Rampulla: Government presence has always been a significant driver in CRE. Having worked through several cycles now, I have noticed the government niche has become more of a focus with each cycle as investors become risk averse and specialize even further to compete for capital. This dynamic is comparable to the data center, medical office or student housing specialties as well. As more sources of capital compete in the market, the sector has received more attention, dedication and focus from a wider audience. This is a result of the continued strength and resiliency demonstrated by government tenants despite the dot-com crash, Great Recession, and now, a pandemic. 


How has the market changed since the pandemic? What are your predictions for the years ahead?

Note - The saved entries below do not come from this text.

use std::future::Future;
use std::time::Instant;

use sqlx::sqlite::{SqliteArguments, SqliteRow};
use sqlx::{Arguments, FromRow, Sqlite};

use crate::error::DbResult;

use super::connection::{BackendMode, Db};

/// A positional statement parameter.
#[derive(Clone, Debug, PartialEq)]
pub enum SqlValue {
    Null,
    Int(i64),
    Real(f64),
    Text(String),
}

impl From<i64> for SqlValue {
    fn from(value: i64) -> Self {
        SqlValue::Int(value)
    }
}

impl From<f64> for SqlValue {
    fn from(value: f64) -> Self {
        SqlValue::Real(value)
    }
}

impl From<&str> for SqlValue {
    fn from(value: &str) -> Self {
        SqlValue::Text(value.to_string())
    }
}

impl From<String> for SqlValue {
    fn from(value: String) -> Self {
        SqlValue::Text(value)
    }
}

impl From<&String> for SqlValue {
    fn from(value: &String) -> Self {
        SqlValue::Text(value.clone())
    }
}

impl<T: Into<SqlValue>> From<Option<T>> for SqlValue {
    fn from(value: Option<T>) -> Self {
        value.map(Into::into).unwrap_or(SqlValue::Null)
    }
}

pub fn arguments(params: &[SqlValue]) -> Result<SqliteArguments<'static>, sqlx::Error> {
    let mut args = SqliteArguments::default();
    for param in params {
        let added = match param {
            SqlValue::Null => args.add(Option::<String>::None),
            SqlValue::Int(value) => args.add(*value),
            SqlValue::Real(value) => args.add(*value),
            SqlValue::Text(value) => args.add(value.clone()),
        };
        added.map_err(sqlx::Error::Encode)?;
    }
    Ok(args)
}

/// Connection drops, pool exhaustion, timeouts and SQLite busy locks.
pub fn is_transient(err: &sqlx::Error) -> bool {
    match err {
        sqlx::Error::PoolTimedOut | sqlx::Error::Io(_) => true,
        sqlx::Error::PoolClosed => false,
        other => {
            let message = other.to_string().to_lowercase();
            message.contains("connection")
                || message.contains("timeout")
                || message.contains("timed out")
                || message.contains("database is locked")
        }
    }
}

/// Statements naming tables or columns the backend does not have.
pub fn is_unrecognized(err: &sqlx::Error) -> bool {
    let message = err.to_string();
    message.contains("no such table") || message.contains("no such column")
}

pub fn is_schema_mismatch(err: &sqlx::Error) -> bool {
    let message = err.to_string();
    message.contains("has no column named") || message.contains("no such column")
}

impl Db {
    pub async fn fetch_all<T>(&self, sql: &str, params: &[SqlValue]) -> DbResult<Vec<T>>
    where
        T: for<'r> FromRow<'r, SqliteRow> + Send + Unpin,
    {
        let started = Instant::now();
        let pool = self.pool();
        let result = self
            .with_retry(sql, move || async move {
                sqlx::query_as_with::<Sqlite, T, _>(sql, arguments(params)?)
                    .fetch_all(pool)
                    .await
            })
            .await;
        let rows = self.recover_unrecognized(sql, result, Vec::new)?;
        log_success(sql, started, rows.len() as u64);
        Ok(rows)
    }

    pub async fn fetch_optional<T>(&self, sql: &str, params: &[SqlValue]) -> DbResult<Option<T>>
    where
        T: for<'r> FromRow<'r, SqliteRow> + Send + Unpin,
    {
        let started = Instant::now();
        let pool = self.pool();
        let result = self
            .with_retry(sql, move || async move {
                sqlx::query_as_with::<Sqlite, T, _>(sql, arguments(params)?)
                    .fetch_optional(pool)
                    .await
            })
            .await;
        let row = self.recover_unrecognized(sql, result, || None)?;
        log_success(sql, started, u64::from(row.is_some()));
        Ok(row)
    }

    /// First column of the first row, or `None` when the statement returns no rows.
    pub async fn fetch_scalar<T>(&self, sql: &str, params: &[SqlValue]) -> DbResult<Option<T>>
    where
        T: for<'r> sqlx::Decode<'r, Sqlite> + sqlx::Type<Sqlite> + Send + Unpin,
    {
        let started = Instant::now();
        let pool = self.pool();
        let result = self
            .with_retry(sql, move || async move {
                sqlx::query_scalar_with::<Sqlite, T, _>(sql, arguments(params)?)
                    .fetch_optional(pool)
                    .await
            })
            .await;
        let value = self.recover_unrecognized(sql, result, || None)?;
        log_success(sql, started, u64::from(value.is_some()));
        Ok(value)
    }

    /// Runs a statement and returns the number of affected rows.
    pub async fn execute(&self, sql: &str, params: &[SqlValue]) -> DbResult<u64> {
        let started = Instant::now();
        let pool = self.pool();
        let result = self
            .with_retry(sql, move || async move {
                sqlx::query_with::<Sqlite, _>(sql, arguments(params)?)
                    .execute(pool)
                    .await
                    .map(|done| done.rows_affected())
            })
            .await;
        let affected = self.recover_unrecognized(sql, result, || 0)?;
        log_success(sql, started, affected);
        Ok(affected)
    }

    pub async fn count(&self, sql: &str, params: &[SqlValue]) -> i64 {
        match self.fetch_scalar::<i64>(sql, params).await {
            Ok(value) => value.unwrap_or(0),
            Err(err) => {
                log::error!("Count query failed: {err}");
                0
            }
        }
    }

    /// Retries `op` on transient errors with exponential backoff; other errors return at once.
    pub async fn with_retry<T, F, Fut>(&self, sql: &str, mut op: F) -> Result<T, sqlx::Error>
    where
        F: FnMut() -> Fut,
        Fut: Future<Output = Result<T, sqlx::Error>>,
    {
        let policy = self.retry_policy();
        let mut attempt = 0;
        loop {
            match op().await {
                Ok(value) => return Ok(value),
                Err(err) if attempt < policy.max_retries && is_transient(&err) => {
                    let delay = policy.delay_for(attempt);
                    attempt += 1;
                    log::warn!(
                        "Transient database error ({err}); retry {attempt}/{} in {}ms: {}",
                        policy.max_retries,
                        delay.as_millis(),
                        compact(sql)
                    );
                    tokio::time::sleep(delay).await;
                }
                Err(err) => {
                    if attempt > 0 {
                        log::warn!("Giving up after {attempt} retries: {}", compact(sql));
                    }
                    return Err(err);
                }
            }
        }
    }

    fn recover_unrecognized<T>(
        &self,
        sql: &str,
        result: Result<T, sqlx::Error>,
        empty: impl FnOnce() -> T,
    ) -> DbResult<T> {
        match result {
            Ok(value) => Ok(value),
            Err(err) if self.mode() == BackendMode::Fixture && is_unrecognized(&err) => {
                log::debug!("Fixture store has no data for: {}", compact(sql));
                Ok(empty())
            }
            Err(err) => {
                log::error!("Query failed: {err}: {}", compact(sql));
                Err(err.into())
            }
        }
    }
}

pub fn log_success(sql: &str, started: Instant, rows: u64) {
    log::debug!(
        "Executed query in {}ms ({rows} rows): {}",
        started.elapsed().as_millis(),
        compact(sql)
    );
}

fn compact(sql: &str) -> String {
    sql.split_whitespace().collect::<Vec<_>>().join(" ")
}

Saal: The market has changed significantly overall throughout the pandemic, yet our sector has remained very steady. We always explore the correlation between the federal budget, leasing trends and the capital markets that affect our sector. Capital markets have now largely stabilized with a flight to quality and aversion to risk in the office sector, which has resulted in sustained demand for government assets. Also, the government still values the physical office environment for its employees and many of its specialized facilities require employees to be in-person for productive operations. Lastly, the government has recently, and very smartly, pursued longer firm term leases, particularly for their larger profile occupancies. All of these factors have kept the fundamentals of our investment sector generally steady and even supported additional growth. I would predict that we’ll continue to see a focused investor interest in government assets and continued opportunities for both buyers and sellers.

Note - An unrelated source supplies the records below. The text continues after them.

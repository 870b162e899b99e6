use actix_web::{web, HttpResponse};
use serde::Serialize;

use super::{failure, success};
use crate::db::{self, migrations, BackendMode, CheckStatus, ConnectionCheck};
use crate::state::AppState;

#[derive(Debug, Serialize)]
struct DbCheck {
    check: ConnectionCheck,
    mode: BackendMode,
    reachable: bool,
    pending_migrations: Vec<&'static str>,
}

pub fn configure(cfg: &mut web::ServiceConfig) {
    cfg.service(web::resource("/api/db-check").route(web::get().to(db_check)))
        .service(web::resource("/api/db-init").route(web::get().to(db_init)))
        .service(web::resource("/api/db-reset").route(web::get().to(db_reset)));
}

async fn db_check(state: web::Data<AppState>) -> HttpResponse {
    let check = db::check_connection_string(state.config.db.database_url.as_deref()).await;
    let pending_migrations = match migrations::pending(&state.db).await {
        Ok(pending) => pending,
        Err(err) => {
            log::warn!("Could not inspect schema: {err}");
            Vec::new()
        }
    };

    let ok = check.status == CheckStatus::Ok;
    let message = check.message.clone();
    let body = DbCheck {
        check,
        mode: state.db.mode(),
        reachable: state.db.ensure_connection().await,
        pending_migrations,
    };

    HttpResponse::Ok().json(super::Envelope {
        success: ok,
        message: Some(message),
        data: Some(body),
    })
}

async fn db_init(state: web::Data<AppState>) -> HttpResponse {
    match db::bootstrap(&state.db, true).await {
        Ok(report) => {
            let message = if report.migrations.is_noop() {
                "Database initialized; schema already up to date".to_string()
            } else {
                format!(
                    "Database initialized; applied {}",
                    report.migrations.applied.join(", ")
                )
            };
            success(Some(message), report)
        }
        Err(err) => {
            log::error!("Database initialization failed: {err}");
            failure(err.to_string())
        }
    }
}

async fn db_reset(state: web::Data<AppState>) -> HttpResponse {
    log::warn!("Resetting database ({:?} backend)", state.db.mode());
    match db::reset(&state.db, true).await {
        Ok(report) => success(Some("Database reset and reseeded".to_string()), report),
        Err(err) => {
            log::error!("Database reset failed: {err}");
            failure(err.to_string())
        }
    }
}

Rampulla: All markets have been significantly impacted since the pandemic and only time will tell what extent these changes will be permanent. The government capital markets sector is no different, but fortunately the changes have been positive. The space has witnessed an influx of capital as secure credit cash flows were not the only priority as investors became increasingly uncertain about the long-term need and use of private corporate real estate. As government tenants continued to use their space, pay their rent and already went through a significant footprint reduction, government tenants were not only a sound credit investment option, but also one of the only tenant bases to demonstrate a need for their space long-term. As a result, more capital has been chasing fewer deals and driving cap rates further down. Coupled with what appears to be a long-term low interest rate environment, we anticipate this trend to continue.

What do you find most valuable about your membership with NFDA?

Saal: The ability to connect with a diverse group of owners, investors, advisors and the GSA is extremely valuable. We’ve enjoyed participating in the annual conference in DC for many years in addition to several chapter meetings throughout the country. NFDA members are a smart, experienced and focused group, who are always busy with something interesting and it’s great to catch up, hear about their pursuits and get their market perspectives.

Rampulla: The connectivity and collaboration with such a broad group of professionals within the government sector is very impressive. Data and information unique to this space are not formally tracked using traditional methods, so it’s very common to be a resource for, or rely on the NFDA network, which has been very powerful.

If you can’t be at a NFDA meeting, where in DC would you rather be? 

Saal: Now that things are getting back to normal, definitely looking forward to more frequent trips to the ballpark to see the Nats and the Wharf for some seafood. Also, happy to host anyone for happy hour and cigars at Shelly’s Back Room in DC, one of our favorite spots.  

Rampulla: Fortunately, many of my hobbies are pandemic-friendly including hiking, fishing, cooking or enjoying a good bourbon with family and friends, but I am looking forward to traveling again for both business and pleasure. Most of the transactions and clients we work with are not in the Mid-Atlantic, so it will be great to connect in-person once again.